MMB announces alcohol price hike

RETHABILE MOHONO

MASERU – Consumers will need to budget more for their favourite alcoholic beverages, as Maluti Mountain Brewery (MMB) has announced a price increase set to take effect on March 1.

The company stated that the decision was made after a re-evaluation of its pricing model to ensure business sustainability.

“We value your continued support and partnership with our business. Therefore, the priority of ensuring affordability of our product portfolio to our customers and customers remains to great importance.”

“As previously stated, the constant re-evaluation of our pricing model and strategy is primarily to ensure the sustainability of our business and ensuring that we continue to service your business expeditiously,” the statement reads.

According to the MMB, the average price increase will be 4.6 percent across several Stock Keeping Units (SKUs). The company added that a detailed price list will be shared after the national budget speech, and that all deliveries and collections from March 1 onward will be subject to the new prices, regardless of when the order was placed.

However, the brewery warned that the buy-in on affected products may be limited by stock availability.

Sin Tax and its impact on alcohol prices

The MMB price increase comes against the backdrop of rising alcohol prices since the Covid-19 pandemic, partly attributed to the implementation of the Sin Tax in Lesotho. A sin tax is an excise tax imposed on goods perceived to be harmful to society, such as tobacco, alcohol, and gambling.

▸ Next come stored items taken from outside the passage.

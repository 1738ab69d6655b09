//! Inventory reservation engine.
//!
//! Owns product stock and per-order reservations. Stock changes are
//! conditional updates applied atomically per reservation, so concurrent
//! orders for the same product can never oversell. Reservations are keyed by
//! order id, which makes `reserve` and `release` safe to repeat.

pub mod error;
pub mod handler;
pub mod memory;
pub mod model;
pub mod postgres;
pub mod repository;
pub mod seed;
pub mod service;

pub use error::{InventoryError, Result};
pub use handler::InventoryHandler;
pub use memory::InMemoryInventoryRepository;
pub use model::{Product, RESERVATION_TTL, Reservation};
pub use postgres::PostgresInventoryRepository;
pub use repository::InventoryRepository;
pub use service::InventoryService;
//! Command channel for saga orchestration.
//!
//! This crate contains:
//! - [`CommandChannel`]: request/reply delivery of a named command to a participant
//! - [`CommandHandler`]: the participant side, one handler per queue
//! - [`InProcessChannel`]: tokio-backed queues with worker slots, used by the
//!   single-process deployment and by tests
//! - `AmqpCommandChannel` (feature `amqp`): RabbitMQ RPC over durable queues
//!
//! Delivery is at-least-once. A command may run more than once, or run without
//! its reply ever reaching the caller, so every handler must be idempotent.

#[cfg(feature = "amqp")]
pub mod amqp;
pub mod error;
pub mod handler;
pub mod in_process;

use async_trait::async_trait;
use common::Participant;
use serde::Serialize;
use serde::de::DeserializeOwned;

#[cfg(feature = "amqp")]
pub use amqp::{AmqpCommandChannel, AmqpConfig};
pub use error::{ChannelError, Result};
pub use handler::{CommandHandler, Reply, decode, encode};
pub use in_process::{ChannelFaults, InProcessChannel, InProcessChannelConfig};

/// Request/reply delivery of commands to participants.
///
/// A call that receives no reply within the channel's timeout fails with
/// [`ChannelError::Timeout`]. The caller cannot tell whether the command ran.
#[async_trait]
pub trait CommandChannel: Send + Sync {
    /// Sends a command and waits for the participant's reply.
    async fn send(
        &self,
        participant: Participant,
        command: &str,
        payload: serde_json::Value,
    ) -> Result<serde_json::Value>;
}

/// Typed convenience layer over [`CommandChannel`].
#[async_trait]
pub trait CommandChannelExt: CommandChannel {
    /// Serializes the request, sends it, and deserializes the reply.
    async fn request<Req, Res>(
        &self,
        participant: Participant,
        command: &str,
        request: &Req,
    ) -> Result<Res>
    where
        Req: Serialize + Sync,
        Res: DeserializeOwned,
    {
        let payload = serde_json::to_value(request)?;
        let reply = self.send(participant, command, payload).await?;
        Ok(serde_json::from_value(reply)?)
    }
}

impl<T: CommandChannel + ?Sized> CommandChannelExt for T {}

#[async_trait]
impl<T: CommandChannel + ?Sized> CommandChannel for std::sync::Arc<T> {
    async fn send(
        &self,
        participant: Participant,
        command: &str,
        payload: serde_json::Value,
    ) -> Result<serde_json::Value> {
        (**self).send(participant, command, payload).await
    }
}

In Lesotho, the Tobacco and Alcohol Products Levy Act of 2023 was implemented on March 1, 2023, introducing a 30 percent levy on tobacco products and a 15 percent levy on alcohol.

However, the rates were later reduced to 15 percent and 7.5 percent, respectively, following backlash from industry stakeholders.

The government has defended the tax, arguing that it aims to regulate alcohol and tobacco consumption while generating revenue for developmental programs. However, the tax has been met with resistance from traders and stakeholders, including the Lesotho Liquor and Restaurant Association (LLROA).

Traders and stakeholders raise concerns

LLROA president, Motseki Nkeane, previously criticized the implementation of the levy, stating that stakeholders were not consulted in advance.

“It was particularly disappointing that the implementation date of the 1st March 2023 was not communicated to stakeholders timeously, and without adequate stakeholder education,” he said.

Nkeane further lamented that the levy threatens the sustainability of legal alcohol businesses while giving illegal traders a competitive advantage.

“The alcohol levy implementation comes at a time when small traders are still recovering from the alcohol bans of the Covid-19 era, compounded by rising costs of living; the sustainability of businesses is under threat.

With the addition of the levy, there’s a real danger that legal businesses will shut down. Numerous traders operate outside the legal system and they will benefit from the implementation of the Act.”

The LLROA has urged the government to reconsider the tax and introduce measures that would benefit legal traders. The association has also recommended that the government enforce existing laws to curb the illegal alcohol trade before implementing additional levies.

Government’s response and public reaction

The government has remained firm in its stance, arguing that the tax is necessary for both public health and revenue collection. According to tax advisory expert, Mosiuoa Masoabi, from Revenue Services Lesotho (RSL), the levy applies at all stages of the business cycle—from manufacturers to wholesalers, retailers, and ultimately consumers.

Masoabi explained that VAT-registered businesses with an annual turnover of M850 000 or more are required to collect the levy. Additionally, customs officials at border posts are responsible for ensuring that the levy is applied to imported alcohol and tobacco products.

Despite these measures, traders have expressed concerns that high alcohol prices in Lesotho could drive consumers to purchase cheaper alternatives from South Africa, leading to smuggling and revenue losses for the government.

Mixed reactions from advocacy groups

The introduction of the sin tax has sparked mixed reactions from advocacy groups. The Anti-Drug Abuse Association of Lesotho (ADAL) welcomed the move, arguing that it will help curb alcohol abuse in the country.

ADAL director, Mphonyane Mofokeng, suggested that a portion of the revenue generated should be allocated to health promotion programmes.

Conversely, the Southern African Alcohol Policy Alliance (SAAPA) has criticized the government for reducing the levy, accusing it of prioritizing business interests over public health. SAAPA chairperson, Thabo Mokhutšoane, expressed disappointment at the lack of consultation before the tax reduction, arguing that alcohol abuse affects every household in Lesotho.

Similarly, youth activist, Thuso Leino, of Bacha Shutdown condemned the levy reduction in previous interviews, stating that the government should be held accountable for failing to address alcohol and drug abuse among young people.